■ Work to complete
Beginning with the first line of the entries below, quote each line until you reach and include the line with "or short (sell).".

• • • •

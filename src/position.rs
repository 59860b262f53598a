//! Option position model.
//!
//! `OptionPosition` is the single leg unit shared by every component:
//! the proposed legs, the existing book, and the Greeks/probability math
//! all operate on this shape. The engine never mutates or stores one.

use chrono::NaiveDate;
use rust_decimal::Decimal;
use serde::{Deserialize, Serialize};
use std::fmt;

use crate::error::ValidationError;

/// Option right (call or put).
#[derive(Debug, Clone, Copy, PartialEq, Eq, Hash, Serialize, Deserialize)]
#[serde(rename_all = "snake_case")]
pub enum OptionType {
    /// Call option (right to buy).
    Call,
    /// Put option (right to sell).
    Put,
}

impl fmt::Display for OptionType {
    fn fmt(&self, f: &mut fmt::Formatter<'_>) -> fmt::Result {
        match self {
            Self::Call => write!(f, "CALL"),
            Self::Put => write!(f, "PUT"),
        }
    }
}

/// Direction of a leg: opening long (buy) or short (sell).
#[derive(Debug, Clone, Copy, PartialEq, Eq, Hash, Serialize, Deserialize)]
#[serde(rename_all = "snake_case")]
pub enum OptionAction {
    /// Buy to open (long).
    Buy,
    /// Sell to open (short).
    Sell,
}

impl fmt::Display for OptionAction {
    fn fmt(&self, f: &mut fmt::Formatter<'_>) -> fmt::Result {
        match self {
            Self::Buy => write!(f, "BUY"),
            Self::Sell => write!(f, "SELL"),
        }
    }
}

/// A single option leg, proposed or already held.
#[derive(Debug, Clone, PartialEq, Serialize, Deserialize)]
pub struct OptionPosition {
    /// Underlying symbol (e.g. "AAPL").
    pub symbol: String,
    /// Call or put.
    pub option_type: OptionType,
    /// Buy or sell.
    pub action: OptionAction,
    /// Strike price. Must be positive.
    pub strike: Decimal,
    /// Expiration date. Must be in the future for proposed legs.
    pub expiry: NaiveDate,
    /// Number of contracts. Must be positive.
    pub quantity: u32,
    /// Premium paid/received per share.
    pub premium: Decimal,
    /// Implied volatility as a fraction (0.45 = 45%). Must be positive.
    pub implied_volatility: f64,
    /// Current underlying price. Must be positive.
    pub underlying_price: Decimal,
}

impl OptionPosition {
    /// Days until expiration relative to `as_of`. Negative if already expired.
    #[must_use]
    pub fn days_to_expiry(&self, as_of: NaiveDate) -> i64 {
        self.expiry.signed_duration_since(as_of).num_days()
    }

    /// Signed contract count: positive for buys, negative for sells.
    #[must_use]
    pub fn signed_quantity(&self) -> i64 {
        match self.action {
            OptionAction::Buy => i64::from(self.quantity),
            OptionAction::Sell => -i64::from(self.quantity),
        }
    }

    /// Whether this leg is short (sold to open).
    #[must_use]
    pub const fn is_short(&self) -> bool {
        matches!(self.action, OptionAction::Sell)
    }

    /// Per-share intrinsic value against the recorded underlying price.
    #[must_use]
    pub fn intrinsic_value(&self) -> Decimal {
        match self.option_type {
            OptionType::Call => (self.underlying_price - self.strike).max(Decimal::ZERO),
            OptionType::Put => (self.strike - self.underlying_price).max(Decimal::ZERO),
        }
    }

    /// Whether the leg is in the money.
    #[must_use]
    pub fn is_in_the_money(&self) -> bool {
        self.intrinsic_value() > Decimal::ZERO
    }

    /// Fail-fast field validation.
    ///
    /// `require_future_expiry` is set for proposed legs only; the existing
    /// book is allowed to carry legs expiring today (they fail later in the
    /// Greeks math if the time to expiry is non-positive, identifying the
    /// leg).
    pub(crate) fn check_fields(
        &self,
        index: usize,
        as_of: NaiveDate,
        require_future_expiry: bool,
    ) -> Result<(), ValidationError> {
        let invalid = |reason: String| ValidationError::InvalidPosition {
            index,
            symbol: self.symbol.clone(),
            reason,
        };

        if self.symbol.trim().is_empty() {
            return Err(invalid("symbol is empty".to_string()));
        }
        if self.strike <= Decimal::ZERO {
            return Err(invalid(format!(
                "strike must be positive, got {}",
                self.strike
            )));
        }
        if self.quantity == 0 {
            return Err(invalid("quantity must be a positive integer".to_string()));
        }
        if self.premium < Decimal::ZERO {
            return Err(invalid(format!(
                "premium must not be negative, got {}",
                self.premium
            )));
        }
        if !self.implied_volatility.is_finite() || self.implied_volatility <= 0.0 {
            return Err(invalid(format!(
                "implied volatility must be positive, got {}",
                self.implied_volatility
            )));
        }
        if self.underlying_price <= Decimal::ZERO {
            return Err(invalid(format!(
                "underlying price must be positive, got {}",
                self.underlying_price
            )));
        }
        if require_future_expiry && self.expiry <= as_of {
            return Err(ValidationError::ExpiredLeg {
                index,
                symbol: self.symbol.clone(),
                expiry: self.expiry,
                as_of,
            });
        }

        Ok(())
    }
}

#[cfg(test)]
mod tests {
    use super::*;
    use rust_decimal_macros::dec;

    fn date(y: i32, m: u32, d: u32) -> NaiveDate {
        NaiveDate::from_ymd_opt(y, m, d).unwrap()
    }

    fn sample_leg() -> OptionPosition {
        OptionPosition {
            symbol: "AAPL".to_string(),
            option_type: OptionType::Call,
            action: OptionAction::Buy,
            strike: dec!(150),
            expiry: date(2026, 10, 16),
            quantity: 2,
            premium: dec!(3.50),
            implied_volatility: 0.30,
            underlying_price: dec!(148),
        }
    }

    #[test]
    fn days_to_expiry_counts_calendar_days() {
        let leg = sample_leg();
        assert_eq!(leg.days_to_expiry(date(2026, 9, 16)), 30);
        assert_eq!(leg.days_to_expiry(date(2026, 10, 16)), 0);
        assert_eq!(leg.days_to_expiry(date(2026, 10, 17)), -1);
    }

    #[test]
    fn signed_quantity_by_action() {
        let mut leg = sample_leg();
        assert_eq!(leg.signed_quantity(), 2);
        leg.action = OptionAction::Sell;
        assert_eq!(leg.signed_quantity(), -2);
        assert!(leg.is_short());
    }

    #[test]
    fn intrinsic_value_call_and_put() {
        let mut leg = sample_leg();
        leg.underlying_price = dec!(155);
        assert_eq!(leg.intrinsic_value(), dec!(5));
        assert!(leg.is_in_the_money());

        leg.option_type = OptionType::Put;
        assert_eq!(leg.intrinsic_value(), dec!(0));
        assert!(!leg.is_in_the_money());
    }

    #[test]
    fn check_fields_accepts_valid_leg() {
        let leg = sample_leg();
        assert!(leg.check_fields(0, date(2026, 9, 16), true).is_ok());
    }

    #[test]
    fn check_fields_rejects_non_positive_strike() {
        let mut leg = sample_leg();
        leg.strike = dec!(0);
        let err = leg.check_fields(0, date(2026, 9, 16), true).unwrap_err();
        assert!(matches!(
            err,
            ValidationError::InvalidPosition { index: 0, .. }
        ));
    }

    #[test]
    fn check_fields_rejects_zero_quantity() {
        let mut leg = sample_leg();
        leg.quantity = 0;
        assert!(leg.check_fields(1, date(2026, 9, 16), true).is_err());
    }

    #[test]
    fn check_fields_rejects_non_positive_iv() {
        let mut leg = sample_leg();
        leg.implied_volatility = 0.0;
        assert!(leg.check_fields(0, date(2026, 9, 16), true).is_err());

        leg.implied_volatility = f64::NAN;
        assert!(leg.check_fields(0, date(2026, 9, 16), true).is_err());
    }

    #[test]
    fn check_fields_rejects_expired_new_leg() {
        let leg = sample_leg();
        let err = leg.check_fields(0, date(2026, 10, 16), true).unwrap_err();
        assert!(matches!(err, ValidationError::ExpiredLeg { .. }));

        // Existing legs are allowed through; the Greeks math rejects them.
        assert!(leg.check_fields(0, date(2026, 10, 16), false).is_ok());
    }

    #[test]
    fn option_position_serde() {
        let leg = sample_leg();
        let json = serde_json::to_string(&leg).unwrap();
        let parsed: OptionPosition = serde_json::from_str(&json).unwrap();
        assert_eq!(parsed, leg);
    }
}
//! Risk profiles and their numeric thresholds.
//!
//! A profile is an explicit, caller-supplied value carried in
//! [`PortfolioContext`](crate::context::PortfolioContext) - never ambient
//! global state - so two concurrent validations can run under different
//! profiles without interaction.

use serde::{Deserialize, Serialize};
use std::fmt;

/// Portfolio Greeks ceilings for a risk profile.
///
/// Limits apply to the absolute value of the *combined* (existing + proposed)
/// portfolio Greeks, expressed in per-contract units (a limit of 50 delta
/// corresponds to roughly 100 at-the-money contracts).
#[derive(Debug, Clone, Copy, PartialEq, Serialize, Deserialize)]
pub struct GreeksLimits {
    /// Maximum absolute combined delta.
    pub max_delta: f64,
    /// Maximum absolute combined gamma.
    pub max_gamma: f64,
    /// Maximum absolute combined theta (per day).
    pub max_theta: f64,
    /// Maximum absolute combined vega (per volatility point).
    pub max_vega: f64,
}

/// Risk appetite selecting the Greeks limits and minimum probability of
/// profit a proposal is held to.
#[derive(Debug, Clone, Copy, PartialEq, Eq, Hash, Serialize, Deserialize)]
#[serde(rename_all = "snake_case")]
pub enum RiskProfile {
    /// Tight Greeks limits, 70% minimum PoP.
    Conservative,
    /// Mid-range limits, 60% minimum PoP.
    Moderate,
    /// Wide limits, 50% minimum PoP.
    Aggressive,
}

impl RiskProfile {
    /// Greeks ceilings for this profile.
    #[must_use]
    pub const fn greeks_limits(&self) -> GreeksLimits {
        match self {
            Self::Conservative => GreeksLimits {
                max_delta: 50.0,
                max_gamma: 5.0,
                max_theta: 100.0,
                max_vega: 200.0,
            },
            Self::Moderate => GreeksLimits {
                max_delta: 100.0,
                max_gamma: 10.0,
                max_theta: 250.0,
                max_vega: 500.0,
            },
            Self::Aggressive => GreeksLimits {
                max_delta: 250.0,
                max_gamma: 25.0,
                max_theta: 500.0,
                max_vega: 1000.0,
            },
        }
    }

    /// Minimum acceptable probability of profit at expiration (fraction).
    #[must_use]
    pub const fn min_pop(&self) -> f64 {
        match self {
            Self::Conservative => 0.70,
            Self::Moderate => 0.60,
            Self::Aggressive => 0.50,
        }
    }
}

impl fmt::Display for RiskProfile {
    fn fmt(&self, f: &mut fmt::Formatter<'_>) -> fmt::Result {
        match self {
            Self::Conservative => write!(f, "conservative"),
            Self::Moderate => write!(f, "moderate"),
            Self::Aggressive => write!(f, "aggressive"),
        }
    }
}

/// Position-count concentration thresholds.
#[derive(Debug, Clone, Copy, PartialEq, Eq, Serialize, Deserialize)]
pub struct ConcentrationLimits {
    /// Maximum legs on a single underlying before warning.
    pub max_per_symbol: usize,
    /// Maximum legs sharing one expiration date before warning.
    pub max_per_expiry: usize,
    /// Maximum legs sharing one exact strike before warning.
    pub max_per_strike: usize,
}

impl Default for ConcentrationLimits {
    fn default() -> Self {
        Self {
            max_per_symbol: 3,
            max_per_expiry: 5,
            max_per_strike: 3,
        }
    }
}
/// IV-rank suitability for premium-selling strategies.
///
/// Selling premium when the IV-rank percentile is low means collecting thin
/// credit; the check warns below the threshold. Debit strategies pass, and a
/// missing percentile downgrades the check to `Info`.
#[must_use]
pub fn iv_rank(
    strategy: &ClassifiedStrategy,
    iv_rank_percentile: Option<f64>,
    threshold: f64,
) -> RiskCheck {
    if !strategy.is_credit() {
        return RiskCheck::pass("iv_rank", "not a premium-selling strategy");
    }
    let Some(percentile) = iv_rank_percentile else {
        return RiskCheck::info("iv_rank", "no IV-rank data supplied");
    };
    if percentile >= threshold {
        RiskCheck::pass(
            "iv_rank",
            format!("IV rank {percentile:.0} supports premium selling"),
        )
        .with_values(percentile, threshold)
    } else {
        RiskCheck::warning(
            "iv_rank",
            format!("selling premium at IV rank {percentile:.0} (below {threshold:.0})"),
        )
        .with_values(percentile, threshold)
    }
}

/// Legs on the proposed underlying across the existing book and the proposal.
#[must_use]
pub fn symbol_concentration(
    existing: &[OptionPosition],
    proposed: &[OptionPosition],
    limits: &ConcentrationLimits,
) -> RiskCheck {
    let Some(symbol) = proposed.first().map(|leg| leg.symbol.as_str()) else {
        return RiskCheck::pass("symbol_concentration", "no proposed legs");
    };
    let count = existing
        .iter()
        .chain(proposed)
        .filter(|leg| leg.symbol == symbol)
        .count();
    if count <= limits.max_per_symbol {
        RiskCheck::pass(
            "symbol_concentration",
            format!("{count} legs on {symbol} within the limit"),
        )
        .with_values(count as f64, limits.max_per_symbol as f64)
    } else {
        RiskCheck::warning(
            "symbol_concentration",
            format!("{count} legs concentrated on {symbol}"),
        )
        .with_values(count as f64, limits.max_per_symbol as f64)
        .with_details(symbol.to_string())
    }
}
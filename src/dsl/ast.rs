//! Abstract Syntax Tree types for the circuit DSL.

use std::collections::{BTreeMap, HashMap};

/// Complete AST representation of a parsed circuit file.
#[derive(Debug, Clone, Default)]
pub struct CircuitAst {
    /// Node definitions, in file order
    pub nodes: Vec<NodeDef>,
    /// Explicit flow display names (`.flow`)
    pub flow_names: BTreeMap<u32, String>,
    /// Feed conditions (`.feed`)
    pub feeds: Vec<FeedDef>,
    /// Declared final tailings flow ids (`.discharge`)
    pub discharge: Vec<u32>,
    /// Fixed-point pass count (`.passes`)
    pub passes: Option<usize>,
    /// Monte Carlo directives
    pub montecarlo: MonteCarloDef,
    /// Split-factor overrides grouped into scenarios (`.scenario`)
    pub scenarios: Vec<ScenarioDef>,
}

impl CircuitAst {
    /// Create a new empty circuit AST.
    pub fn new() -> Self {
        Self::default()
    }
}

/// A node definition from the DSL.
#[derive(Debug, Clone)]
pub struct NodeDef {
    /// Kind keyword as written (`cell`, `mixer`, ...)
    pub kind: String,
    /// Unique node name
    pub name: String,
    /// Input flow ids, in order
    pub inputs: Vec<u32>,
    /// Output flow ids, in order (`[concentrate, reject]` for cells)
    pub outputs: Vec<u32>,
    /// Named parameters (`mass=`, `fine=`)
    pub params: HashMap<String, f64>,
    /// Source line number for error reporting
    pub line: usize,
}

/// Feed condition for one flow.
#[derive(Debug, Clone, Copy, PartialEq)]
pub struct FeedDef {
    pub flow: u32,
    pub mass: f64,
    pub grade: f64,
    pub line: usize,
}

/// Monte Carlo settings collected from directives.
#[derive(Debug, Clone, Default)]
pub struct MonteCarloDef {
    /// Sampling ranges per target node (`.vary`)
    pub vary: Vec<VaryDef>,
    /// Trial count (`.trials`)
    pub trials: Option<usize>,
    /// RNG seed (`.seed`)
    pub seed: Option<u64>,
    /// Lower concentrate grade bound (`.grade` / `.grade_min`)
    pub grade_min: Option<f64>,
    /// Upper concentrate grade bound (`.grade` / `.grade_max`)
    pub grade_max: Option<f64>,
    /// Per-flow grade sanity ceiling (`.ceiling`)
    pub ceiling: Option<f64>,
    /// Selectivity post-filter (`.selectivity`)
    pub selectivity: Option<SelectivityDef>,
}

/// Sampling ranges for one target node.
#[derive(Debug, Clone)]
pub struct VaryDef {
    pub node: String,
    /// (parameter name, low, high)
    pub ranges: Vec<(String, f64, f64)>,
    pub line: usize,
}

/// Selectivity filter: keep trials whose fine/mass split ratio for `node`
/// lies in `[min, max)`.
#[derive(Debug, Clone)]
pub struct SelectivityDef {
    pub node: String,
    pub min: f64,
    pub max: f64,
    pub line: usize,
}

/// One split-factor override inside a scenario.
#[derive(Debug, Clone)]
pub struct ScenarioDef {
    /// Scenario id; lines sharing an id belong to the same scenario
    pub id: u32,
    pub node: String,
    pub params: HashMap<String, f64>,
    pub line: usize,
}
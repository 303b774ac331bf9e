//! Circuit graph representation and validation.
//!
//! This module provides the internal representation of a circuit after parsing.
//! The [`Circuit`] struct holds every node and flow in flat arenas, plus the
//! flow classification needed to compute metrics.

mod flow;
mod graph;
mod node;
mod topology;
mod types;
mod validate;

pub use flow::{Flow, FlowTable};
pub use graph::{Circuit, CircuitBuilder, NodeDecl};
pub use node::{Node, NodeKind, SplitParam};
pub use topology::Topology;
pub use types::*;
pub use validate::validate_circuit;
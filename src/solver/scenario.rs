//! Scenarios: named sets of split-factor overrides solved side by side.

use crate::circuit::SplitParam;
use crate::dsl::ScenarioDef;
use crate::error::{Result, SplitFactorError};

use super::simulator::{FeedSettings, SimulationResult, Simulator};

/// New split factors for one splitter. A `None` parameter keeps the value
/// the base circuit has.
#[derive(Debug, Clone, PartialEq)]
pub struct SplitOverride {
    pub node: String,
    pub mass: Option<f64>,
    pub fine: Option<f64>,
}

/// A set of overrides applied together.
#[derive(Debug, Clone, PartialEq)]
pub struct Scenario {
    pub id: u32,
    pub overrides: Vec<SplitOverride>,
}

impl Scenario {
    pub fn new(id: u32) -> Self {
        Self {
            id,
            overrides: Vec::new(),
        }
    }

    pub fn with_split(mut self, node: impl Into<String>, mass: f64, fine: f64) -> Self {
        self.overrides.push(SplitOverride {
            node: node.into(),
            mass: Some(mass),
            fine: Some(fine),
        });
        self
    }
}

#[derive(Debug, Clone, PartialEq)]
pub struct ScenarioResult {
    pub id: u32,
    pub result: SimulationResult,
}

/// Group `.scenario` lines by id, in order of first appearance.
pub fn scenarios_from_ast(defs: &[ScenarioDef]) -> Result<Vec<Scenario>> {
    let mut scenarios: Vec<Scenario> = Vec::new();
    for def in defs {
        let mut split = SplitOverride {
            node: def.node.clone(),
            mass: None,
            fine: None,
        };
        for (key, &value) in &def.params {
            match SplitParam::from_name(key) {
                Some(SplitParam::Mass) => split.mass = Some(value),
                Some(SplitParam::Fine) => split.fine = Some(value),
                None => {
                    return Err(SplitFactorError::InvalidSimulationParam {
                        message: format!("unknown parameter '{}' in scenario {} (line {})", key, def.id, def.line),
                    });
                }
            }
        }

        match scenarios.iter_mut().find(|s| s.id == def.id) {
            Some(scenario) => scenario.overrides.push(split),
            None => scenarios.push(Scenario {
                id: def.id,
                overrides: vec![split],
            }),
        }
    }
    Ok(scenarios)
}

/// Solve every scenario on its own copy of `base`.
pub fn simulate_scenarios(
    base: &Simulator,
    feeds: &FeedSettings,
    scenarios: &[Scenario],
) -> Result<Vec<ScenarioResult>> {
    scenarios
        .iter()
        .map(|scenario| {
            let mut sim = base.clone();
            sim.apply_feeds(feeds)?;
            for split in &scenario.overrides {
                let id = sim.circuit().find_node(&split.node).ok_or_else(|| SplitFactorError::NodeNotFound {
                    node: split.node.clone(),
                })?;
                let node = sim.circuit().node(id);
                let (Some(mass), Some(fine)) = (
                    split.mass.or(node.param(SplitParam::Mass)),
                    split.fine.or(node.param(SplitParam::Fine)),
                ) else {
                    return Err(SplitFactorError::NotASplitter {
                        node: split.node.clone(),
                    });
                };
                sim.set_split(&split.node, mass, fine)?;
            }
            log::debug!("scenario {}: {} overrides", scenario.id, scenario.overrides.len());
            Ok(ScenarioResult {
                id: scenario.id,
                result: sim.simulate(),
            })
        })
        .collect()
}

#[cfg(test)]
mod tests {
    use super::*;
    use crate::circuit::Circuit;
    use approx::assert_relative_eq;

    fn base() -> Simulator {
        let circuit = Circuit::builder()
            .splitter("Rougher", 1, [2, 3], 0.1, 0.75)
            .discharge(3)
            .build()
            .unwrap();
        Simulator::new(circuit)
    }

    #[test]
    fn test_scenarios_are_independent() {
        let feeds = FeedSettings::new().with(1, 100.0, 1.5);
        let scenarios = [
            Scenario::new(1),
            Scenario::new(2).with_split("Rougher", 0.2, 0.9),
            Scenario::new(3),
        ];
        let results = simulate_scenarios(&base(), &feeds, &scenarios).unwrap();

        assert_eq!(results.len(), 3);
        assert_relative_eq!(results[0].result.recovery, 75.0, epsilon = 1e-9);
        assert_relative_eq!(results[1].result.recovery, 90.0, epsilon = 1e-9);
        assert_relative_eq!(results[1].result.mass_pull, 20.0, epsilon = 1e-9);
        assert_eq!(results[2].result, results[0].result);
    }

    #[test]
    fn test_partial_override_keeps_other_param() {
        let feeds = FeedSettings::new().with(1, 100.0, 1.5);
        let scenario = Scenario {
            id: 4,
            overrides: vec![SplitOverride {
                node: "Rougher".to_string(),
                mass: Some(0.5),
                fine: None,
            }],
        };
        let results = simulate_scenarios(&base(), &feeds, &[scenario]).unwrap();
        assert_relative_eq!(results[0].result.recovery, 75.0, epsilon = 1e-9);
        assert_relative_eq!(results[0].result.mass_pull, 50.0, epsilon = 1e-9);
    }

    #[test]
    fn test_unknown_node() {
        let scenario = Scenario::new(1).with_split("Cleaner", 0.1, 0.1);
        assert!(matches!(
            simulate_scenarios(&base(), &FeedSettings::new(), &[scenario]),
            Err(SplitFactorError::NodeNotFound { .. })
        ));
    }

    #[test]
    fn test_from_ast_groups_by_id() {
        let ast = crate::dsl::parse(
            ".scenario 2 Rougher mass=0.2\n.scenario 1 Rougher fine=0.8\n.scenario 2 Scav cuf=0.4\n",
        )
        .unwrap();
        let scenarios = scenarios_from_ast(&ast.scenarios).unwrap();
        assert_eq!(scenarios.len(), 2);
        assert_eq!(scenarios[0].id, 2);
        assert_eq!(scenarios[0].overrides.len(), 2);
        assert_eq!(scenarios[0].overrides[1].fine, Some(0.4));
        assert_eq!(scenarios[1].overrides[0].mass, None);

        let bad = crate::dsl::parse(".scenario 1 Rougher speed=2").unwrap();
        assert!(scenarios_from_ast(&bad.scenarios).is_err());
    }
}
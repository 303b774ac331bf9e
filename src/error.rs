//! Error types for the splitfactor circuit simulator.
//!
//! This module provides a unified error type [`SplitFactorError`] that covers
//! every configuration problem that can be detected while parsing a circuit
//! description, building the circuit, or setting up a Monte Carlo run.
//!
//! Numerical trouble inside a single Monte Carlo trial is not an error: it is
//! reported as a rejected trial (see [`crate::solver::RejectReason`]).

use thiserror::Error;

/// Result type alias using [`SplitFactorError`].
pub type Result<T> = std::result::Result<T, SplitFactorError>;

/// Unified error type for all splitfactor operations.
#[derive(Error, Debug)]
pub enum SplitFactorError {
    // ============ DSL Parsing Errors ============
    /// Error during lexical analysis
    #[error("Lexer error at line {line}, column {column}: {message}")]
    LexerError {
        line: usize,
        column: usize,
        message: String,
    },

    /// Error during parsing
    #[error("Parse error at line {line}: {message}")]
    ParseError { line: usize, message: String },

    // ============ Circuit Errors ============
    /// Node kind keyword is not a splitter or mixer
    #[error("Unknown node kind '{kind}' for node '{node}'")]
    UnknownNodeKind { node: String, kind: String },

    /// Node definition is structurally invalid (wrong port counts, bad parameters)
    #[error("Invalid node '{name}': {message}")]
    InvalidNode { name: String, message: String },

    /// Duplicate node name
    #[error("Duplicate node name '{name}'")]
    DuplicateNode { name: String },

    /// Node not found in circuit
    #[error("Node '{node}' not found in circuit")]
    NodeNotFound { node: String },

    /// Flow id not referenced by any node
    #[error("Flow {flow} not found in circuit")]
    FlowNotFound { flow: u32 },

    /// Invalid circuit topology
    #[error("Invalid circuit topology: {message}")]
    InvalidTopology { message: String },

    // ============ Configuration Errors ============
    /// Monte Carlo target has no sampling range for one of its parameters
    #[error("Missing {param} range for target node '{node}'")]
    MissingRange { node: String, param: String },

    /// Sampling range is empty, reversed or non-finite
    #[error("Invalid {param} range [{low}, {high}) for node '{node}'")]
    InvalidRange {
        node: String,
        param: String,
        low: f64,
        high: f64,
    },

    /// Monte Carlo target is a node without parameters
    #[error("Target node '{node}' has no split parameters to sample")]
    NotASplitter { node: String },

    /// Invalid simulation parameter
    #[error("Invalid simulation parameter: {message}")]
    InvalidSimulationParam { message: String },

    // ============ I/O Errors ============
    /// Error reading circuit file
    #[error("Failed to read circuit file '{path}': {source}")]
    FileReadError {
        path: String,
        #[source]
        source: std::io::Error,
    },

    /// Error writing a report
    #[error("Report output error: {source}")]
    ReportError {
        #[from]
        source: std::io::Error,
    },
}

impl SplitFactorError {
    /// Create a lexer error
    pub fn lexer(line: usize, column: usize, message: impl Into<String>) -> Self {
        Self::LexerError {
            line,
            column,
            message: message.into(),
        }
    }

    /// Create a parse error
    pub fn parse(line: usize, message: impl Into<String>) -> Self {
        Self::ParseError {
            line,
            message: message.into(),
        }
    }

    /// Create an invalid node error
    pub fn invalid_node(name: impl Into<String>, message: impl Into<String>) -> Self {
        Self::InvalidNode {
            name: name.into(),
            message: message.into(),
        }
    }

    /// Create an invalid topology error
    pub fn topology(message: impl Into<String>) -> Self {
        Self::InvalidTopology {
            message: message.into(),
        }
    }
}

• • • •

■ Reply
filename src/position.rs
repository 59860b262f53598a
//! Option position model.
//!
//! `OptionPosition` is the single leg unit shared by every component:
//! the proposed legs, the existing book, and the Greeks/probability math
//! all operate on this shape. The engine never mutates or stores one.

use chrono::NaiveDate;
use rust_decimal::Decimal;
use serde::{Deserialize, Serialize};
use std::fmt;

use crate::error::ValidationError;

/// Option right (call or put).
#[derive(Debug, Clone, Copy, PartialEq, Eq, Hash, Serialize, Deserialize)]
#[serde(rename_all = "snake_case")]
pub enum OptionType {
    /// Call option (right to buy).
    Call,
    /// Put option (right to sell).
    Put,
}

impl fmt::Display for OptionType {
    fn fmt(&self, f: &mut fmt::Formatter<'_>) -> fmt::Result {
        match self {
            Self::Call => write!(f, "CALL"),
            Self::Put => write!(f, "PUT"),
        }
    }
}

/// Direction of a leg: opening long (buy) or short (sell).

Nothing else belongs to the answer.